Records from a data source:

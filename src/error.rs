use thiserror::Error;

use crate::UserId;

/// Failures of the chat path, shared by the relay, the store and the client view.
#[derive(Debug, Error)]
pub enum ChatError {
    #[error("invalid room {0:?}")]
    InvalidRoom(String),

    #[error("user {author} is not a participant of room {room}")]
    RecipientResolution { author: UserId, room: String },

    #[error("message text is empty")]
    EmptyText,

    #[error("no room selected")]
    NoRoomSelected,

    #[error("not connected to the relay")]
    NotConnected,

    #[error("persistence failure: {0}")]
    Persistence(#[from] sqlx::Error),
}

impl ChatError {
    /// Errors caused by the caller's input rather than by the server.
    pub fn is_validation(&self) -> bool {
        matches!(
            self,
            ChatError::InvalidRoom(_)
                | ChatError::RecipientResolution { .. }
                | ChatError::EmptyText
                | ChatError::NoRoomSelected
        )
    }
}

§ Activity
Reproduce the data shown above in its entirety, keeping each word as it is.

§ The answer
filename src/error.rs
use thiserror::Error;

use crate::UserId;

/// Failures of the chat path, shared by the relay, the store and the client view.
#[derive(Debug, Error)]
pub enum ChatError {
    #[error("invalid room {0:?}")]
    InvalidRoom(String),

    #[error("user {author} is not a participant of room {room}")]
    RecipientResolution { author: UserId, room: String },

    #[error("message text is empty")]
    EmptyText,

    #[error("no room selected")]
    NoRoomSelected,

    #[error("not connected to the relay")]
    NotConnected,

    #[error("persistence failure: {0}")]
    Persistence(#[from] sqlx::Error),
}

impl ChatError {
    /// Errors caused by the caller's input rather than by the server.
    pub fn is_validation(&self) -> bool {
        matches!(
            self,
            ChatError::InvalidRoom(_)
                | ChatError::RecipientResolution { .. }
                | ChatError::EmptyText
                | ChatError::NoRoomSelected
        )
    }
}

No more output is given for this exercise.